The Triumph of South Park Economics? (part 2)

As the title indicates, this post is the follow up to a previous post. I recommend reading it before jumping into this one.

Enter Stan Marsh, just trying to return his family’s margarita maker. If there is any redemptive part of “Margaritaville” it is here.

First Stan attempts to return it to the retailer. The store can’t accept it because they no longer own the payment plan the machine was bought with. They send Stan to the finance firm that extended loans to consumers to buy margarita makers.

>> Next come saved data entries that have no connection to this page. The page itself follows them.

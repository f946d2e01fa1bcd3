/*
 * proptest.rs
 *
 * property-based tests for status translation, timeout parsing and the
 * per-command file naming. generates thousands of inputs to find edge cases.
 */

use proptest::prelude::*;
use std::path::{Path, PathBuf};

use cronutils::stats::resolve_stats_path;
use cronutils::{ChildStatus, CronError, Tool, command_basename, parse_timeout, resolve_lock_path};

/* ============================================================================
 * Status Translation Properties
 * ============================================================================ */

proptest! {
    #![proptest_config(ProptestConfig::with_cases(1000))]

    /* a normal exit passes through untouched */
    #[test]
    fn exited_code_passes_through(code in 0i32..=255) {
        prop_assert_eq!(i32::from(ChildStatus::Exited(code).exit_code()), code);
    }

    /* signal deaths are 128 + signo, as the shell reports them */
    #[test]
    fn signaled_is_128_plus_signo(signo in 1i32..=64) {
        prop_assert_eq!(i32::from(ChildStatus::Signaled(signo).exit_code()), 128 + signo);
    }

    /* exited and signaled never collide for real signal numbers */
    #[test]
    fn signal_codes_above_128(signo in 1i32..=64) {
        prop_assert!(ChildStatus::Signaled(signo).exit_code() > 128);
    }
}

/* ============================================================================
 * Timeout Parsing Properties
 * ============================================================================ */

proptest! {
    #![proptest_config(ProptestConfig::with_cases(1000))]

    #[test]
    fn timeout_any_u32_parses(secs: u32) {
        prop_assert_eq!(parse_timeout(&secs.to_string()).unwrap(), secs);
    }

    #[test]
    fn timeout_negative_rejected(secs in 1i64..=i64::from(u32::MAX)) {
        let err = parse_timeout(&format!("-{secs}")).unwrap_err();
        prop_assert!(matches!(err, CronError::InvalidTimeout(_)));
        prop_assert_eq!(err.exit_code(), 65);
    }

    #[test]
    fn timeout_with_suffix_rejected(secs: u32, suffix in "[a-z.]{1,3}") {
        let input = format!("{secs}{suffix}");
        prop_assert!(parse_timeout(&input).is_err());
    }

    /* never panics on garbage */
    #[test]
    fn timeout_garbage_no_panic(s in "\\PC*") {
        let _ = parse_timeout(&s);
    }
}

/* ============================================================================
 * File Naming Properties
 * ============================================================================ */

proptest! {
    #![proptest_config(ProptestConfig::with_cases(500))]

    #[test]
    fn basename_drops_directories(dirs in prop::collection::vec("[a-z0-9_]{1,8}", 0..4), name in "[a-z0-9_.-]{1,12}") {
        prop_assume!(name != "." && name != "..");
        let mut command = String::new();
        for dir in &dirs {
            command.push('/');
            command.push_str(dir);
        }
        if !command.is_empty() {
            command.push('/');
        }
        command.push_str(&name);
        prop_assert_eq!(command_basename(&command), name.as_str());
    }

    #[test]
    fn default_lock_path_in_tempdir(name in "[a-z][a-z0-9_]{0,12}") {
        let tempdir = Path::new("/tmp/cronutils-someone");
        let path = resolve_lock_path(None, tempdir, &format!("/usr/bin/{name}"));
        prop_assert_eq!(path.parent(), Some(tempdir));
        prop_assert_eq!(path.file_name().unwrap().to_str().unwrap(), format!("{name}.pid"));
    }

    #[test]
    fn explicit_paths_win(explicit in "/[a-z]{1,8}/[a-z]{1,8}", name in "[a-z]{1,8}") {
        let explicit = PathBuf::from(explicit);
        let tempdir = Path::new("/tmp/x");
        prop_assert_eq!(resolve_lock_path(Some(&explicit), tempdir, &name), explicit.clone());
        prop_assert_eq!(resolve_stats_path(Some(&explicit), tempdir, &name), explicit);
    }

    #[test]
    fn lock_and_stat_files_differ(name in "[a-z][a-z0-9_]{0,12}") {
        let tempdir = Path::new("/tmp/x");
        prop_assert_ne!(
            resolve_lock_path(None, tempdir, &name),
            resolve_stats_path(None, tempdir, &name)
        );
    }

    #[test]
    fn tool_found_under_any_directory(dir in "(/[a-z]{1,8}){0,3}") {
        prop_assert_eq!(Tool::from_argv0(&format!("{dir}/runalarm")), Some(Tool::Alarm));
        prop_assert_eq!(Tool::from_argv0(&format!("{dir}/runlock")), Some(Tool::Lock));
        prop_assert_eq!(Tool::from_argv0(&format!("{dir}/runstat")), Some(Tool::Stat));
    }
}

They too cannot return the money, as they bundled the loan payment plans into securities and sold them to banks on Wall Street.

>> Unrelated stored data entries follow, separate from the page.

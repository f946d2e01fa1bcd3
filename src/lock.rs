/*
 * lock.rs
 *
 * runlock: hold an exclusive fcntl lock on a file for as long as the
 * command runs. A second runlock on the same file waits up to N seconds,
 * then gives up with EX_CANTCREAT.
 *
 * The wait bound is a one-shot SIGALRM. The handler only sets a flag;
 * F_SETLKW comes back with EINTR (no SA_RESTART) and the flag tells a
 * timeout apart from some other signal that happened to land.
 *
 * fcntl locks belong to the process, not the fd, and fork doesn't inherit
 * them. The child never holds the lock. We do, until it's reaped.
 * std opens with O_CLOEXEC so the command doesn't get the fd either.
 */

use std::fs::{File, OpenOptions};
use std::io::{self, Write};
use std::os::fd::AsRawFd;
use std::os::unix::fs::OpenOptionsExt;
use std::path::{Path, PathBuf};

use core::sync::atomic::{AtomicBool, Ordering};

use crate::error::{CronError, Result};
use crate::signal::{Signal, errno, install_handler};
use crate::supervisor::{ChildStatus, run_subprocess};
use crate::tempdir::{command_basename, make_tempdir};
use crate::timer;

/// How long to wait for a busy lock before giving up.
pub const DEFAULT_LOCK_TIMEOUT_SECS: u32 = 5;

/* set by the handler when the wait bound runs out */
static TIMEOUT_EXPIRED: AtomicBool = AtomicBool::new(false);

extern "C" fn lock_timeout_handler(_sig: i32) {
    TIMEOUT_EXPIRED.store(true, Ordering::SeqCst);
}

/// runlock settings. Built from the command line by `args.rs`.
#[derive(Debug, Clone, PartialEq, Eq)]
pub struct LockConfig {
    /// Seconds to wait for the lock. 0 waits forever.
    pub timeout_secs: u32,
    /// Explicit lock file; `None` means `<tempdir>/<command>.pid`.
    pub lock_path: Option<PathBuf>,
    pub command: String,
    /// Full argv for the command, `args[0]` included.
    pub args: Vec<String>,
}

/// How a blocking lock request ended.
#[derive(Debug, Clone, Copy, PartialEq, Eq)]
pub enum LockOutcome {
    Acquired,
    /// The wait bound ran out while someone else held it.
    TimedOut,
    /// The kernel refused outright.
    Contended,
}

/// An exclusive lock we hold. Dropping it closes the file, which releases
/// the lock. The file itself stays on disk.
#[derive(Debug)]
pub struct HeldLock {
    file: File,
    path: PathBuf,
}

impl HeldLock {
    pub fn path(&self) -> &Path {
        &self.path
    }

    /// Close the file, which drops the lock.
    pub fn release(self) {
        tracing::debug!("releasing lock on {}", self.path.display());
        drop(self.file);
    }
}

/// `<tempdir>/<basename(command)>.pid` unless a path was given.
#[must_use]
pub fn resolve_lock_path(explicit: Option<&Path>, tempdir: &Path, command: &str) -> PathBuf {
    explicit.map_or_else(
        || tempdir.join(format!("{}.pid", command_basename(command))),
        Path::to_path_buf,
    )
}

fn lock_io(path: &Path, e: &io::Error) -> CronError {
    CronError::LockIo(path.display().to_string(), e.raw_os_error().unwrap_or(libc::EIO))
}

/* F_SETLKW until it succeeds or we have a reason to stop */
fn request_lock(file: &File, path: &Path) -> Result<LockOutcome> {
    // SAFETY: flock is a plain C struct, all-zero means "from offset 0,
    // whole file", which is what we want.
    let mut fl: libc::flock = unsafe { core::mem::zeroed() };
    #[allow(clippy::cast_possible_truncation)]
    let (l_type, l_whence) = (libc::F_WRLCK as libc::c_short, libc::SEEK_SET as libc::c_short);
    fl.l_type = l_type;
    fl.l_whence = l_whence;

    loop {
        /* an alarm between arming and here, or between retries, would
         * otherwise leave F_SETLKW blocked with nothing left to wake it */
        if TIMEOUT_EXPIRED.load(Ordering::SeqCst) {
            return Ok(LockOutcome::TimedOut);
        }

        // SAFETY: fd is open for the life of `file`, fl is a valid flock.
        let ret = unsafe { libc::fcntl(file.as_raw_fd(), libc::F_SETLKW, &raw const fl) };
        if ret == 0 {
            return Ok(LockOutcome::Acquired);
        }

        match errno() {
            libc::EINTR if TIMEOUT_EXPIRED.load(Ordering::SeqCst) => return Ok(LockOutcome::TimedOut),
            libc::EINTR => {
                tracing::debug!("lock wait interrupted, retrying");
            }
            libc::EACCES | libc::EAGAIN => return Ok(LockOutcome::Contended),
            err => return Err(CronError::LockIo(path.display().to_string(), err)),
        }
    }
}

/// Take an exclusive lock on `path`, waiting at most `timeout_secs`
/// (0 = forever).
///
/// The file is created mode 0600 if missing. On success it's truncated and
/// holds our pid. Timeout and contention come back as
/// [`CronError::LockTimedOut`] and [`CronError::LockContended`]. The timer
/// is disarmed and the old SIGALRM disposition restored on every path.
pub fn acquire_lock(path: &Path, timeout_secs: u32) -> Result<HeldLock> {
    /* no O_TRUNC: whoever holds it keeps their pid visible until we win */
    let mut file = OpenOptions::new()
        .read(true)
        .write(true)
        .create(true)
        .truncate(false)
        .mode(0o600)
        .open(path)
        .map_err(|e| {
            CronError::LockOpen(path.display().to_string(), e.raw_os_error().unwrap_or(libc::EIO))
        })?;

    TIMEOUT_EXPIRED.store(false, Ordering::SeqCst);
    let saved = install_handler(Signal::SIGALRM, lock_timeout_handler, &[])?;

    let outcome = timer::arm(timeout_secs).and_then(|()| request_lock(&file, path));

    let _ = timer::clear();
    if let Err(e) = saved.restore() {
        tracing::warn!("could not restore SIGALRM disposition: {e}");
    }
    TIMEOUT_EXPIRED.store(false, Ordering::SeqCst);

    match outcome? {
        LockOutcome::Acquired => {}
        LockOutcome::TimedOut => return Err(CronError::LockTimedOut(timeout_secs)),
        LockOutcome::Contended => return Err(CronError::LockContended),
    }

    file.set_len(0).map_err(|e| lock_io(path, &e))?;
    writeln!(file, "{}", std::process::id()).map_err(|e| lock_io(path, &e))?;
    file.sync_all().map_err(|e| lock_io(path, &e))?;
    tracing::debug!("lock granted");

    Ok(HeldLock {
        file,
        path: path.to_path_buf(),
    })
}

/// runlock: lock, run the command without a timeout, unlock after reaping.
pub fn run_locked(config: &LockConfig) -> Result<ChildStatus> {
    let path = match &config.lock_path {
        Some(p) => p.clone(),
        None => resolve_lock_path(None, &make_tempdir()?, &config.command),
    };
    tracing::debug!("lock filename is {}", path.display());

    let held = acquire_lock(&path, config.timeout_secs)?;
    let status = run_subprocess(&config.command, &config.args, None);
    held.release();
    status
}

/*
 * fcntl locks don't conflict within one process, so contention is
 * covered by the integration tests, which run two runlock processes.
 */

The banks on Wall Street also cannot return the money because it turns out people could not afford the margarita makers in the first place, so they defaulted. To keep banks solvent, the government bought the now-worthless securities. Stan is pointed to the US Treasury Department.

Here Stan finally sees the inner workings of the economy. After being offered a $90 trillion refund, Stan barges into the department for answers. What he finds is a dart of satiric wit: the floor is covered with various policy solutions such as ‘lower interest rates’ or ‘bailout’ or ’$90 trillion.’ The government has been cutting a chicken’s head off, allowing it to careen around the room, and make policy based on where its body collapses.

Even though I find Randy and Kyle’s spending story unpalatable the stuff here is the gold standard of economic analysis. Suppose we accept that governments theoretically could do something about the boom-bust cycle. That still does not mean governments are capable of fixing the problem. The government is plagued by partisanship, bureaucracy, and countless other inefficiencies.

The government system necessary to coordinate the economy on a macro level is the modern Tower of Babel. How are governments supposed to calculate the real price of an asset if not the market clearing price? This is the exact situation Stan encounters at the Treasury Department- they offer him 90 trillion for a margarita mixer and think they underpaid.

This scene asks all the questions I would love to ask Chairman Bernanke: Why is the Fed trying to reinflate the economy by propping up asset values? How does the government know the price they’re paying for toxic assets is more accurate (or better) than the market price? The simple fact is that it does not and cannot know, and South Park captures it perfectly.

We can also now see the real concern of austerity. It is not a decrease in spending per se (although that’d help too), the problem is government manipulated interest rates. “Margaritaville” leads the viewer to ask is why so much credit was offered to consumers in the first place. If the Fed lowers interest rates, credit becomes cheaper so more people borrow. The problem is interest rate manipulation.

The story of how that leads to a self-fulfilling bust must be told in another post. For now, it is enough to wonder why an inherently bureaucratic and inefficient system tries to play God with interest rates. As long as the Fed continues to control rates it will continue to create the need for economic salvation.

“Margaritaville” uses Kyle, the consistent mouthpiece for common sense, to mock a caricature of economists preaching austerity. Disappointing but oh well, South Park consistently mocks pretty much anything and everything. In the same breath the South Park writers ridicule austerity they laugh at the U.S. Treasury Department. If nothing else, I can join in laughing at that.